10 Sampling and Simulation

10.1 Monte Carlo simulations

In the 5-card poker game, the probability of a flush is \(1/508 \approx 0.00197\). It’s a good exercise to derive this number analytically based on basic combinatorics. With a computer, we can approximate this number using Monte Carlo simulations (founded on the Law of Large Numbers) by simply repeatedly generating a poker hand and checking whether it’s a flush or not. Since the number we are estimating is quite small, the number of Monte Carlo replicates has to be quite large to result in a decent approximation. We use some code taken from a probability course at Duke University to generate a poker hand and check whether a hand is a flush.
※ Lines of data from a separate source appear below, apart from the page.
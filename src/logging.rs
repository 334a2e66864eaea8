//! Tracing setup for the binaries.
//!
//! Logs go to stderr so stdout stays clean for rate lines and records.

use tracing_subscriber::{fmt, layer::SubscriberExt, util::SubscriberInitExt, EnvFilter};

/// Filter used when `RUST_LOG` is unset or invalid.
pub const DEFAULT_FILTER: &str = "info";

/// Build the filter from `RUST_LOG`, falling back to [`DEFAULT_FILTER`].
pub fn env_filter() -> EnvFilter {
    EnvFilter::try_from_default_env().unwrap_or_else(|_| EnvFilter::new(DEFAULT_FILTER))
}

/// Install the global subscriber.
///
/// Returns `false` if a subscriber was already installed (e.g. by a test
/// harness); the existing one is kept.
pub fn init_tracing() -> bool {
    tracing_subscriber::registry()
        .with(env_filter())
        .with(
            fmt::layer()
                .with_writer(std::io::stderr)
                .with_target(false),
        )
        .try_init()
        .is_ok()
}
source("https://www2.stat.duke.edu/courses/Spring12/sta104.1/Homework/poker_simulation.R")
B = 1e5 # number of MC replicates
number_flush = 0
for (b in 1:B) {
  x = deal_hand() # generate a poker hand
  number_flush = number_flush + (what_hand(x) == "Flush")
}
cat(sprintf("fraction of flush hands (out of %i): %f", B, number_flush/B))
fraction of flush hands (out of 100000): 0.002030

10.2 Monte Carlo integration

Simulations, again via the Law of Large Numbers, allow for the computation of integrals, since integrals can be interpreted as expectations. This avenue offers some advantages over numerical integration such as ease of implementation (although code for numerical integration is readily available) and lower computational complexity in higher dimensions. We perform some numerical experiments in dimension one where a Monte Carlo approach is typically less desirable, but where we can more easily quantify its accuracy compared to numerical integration.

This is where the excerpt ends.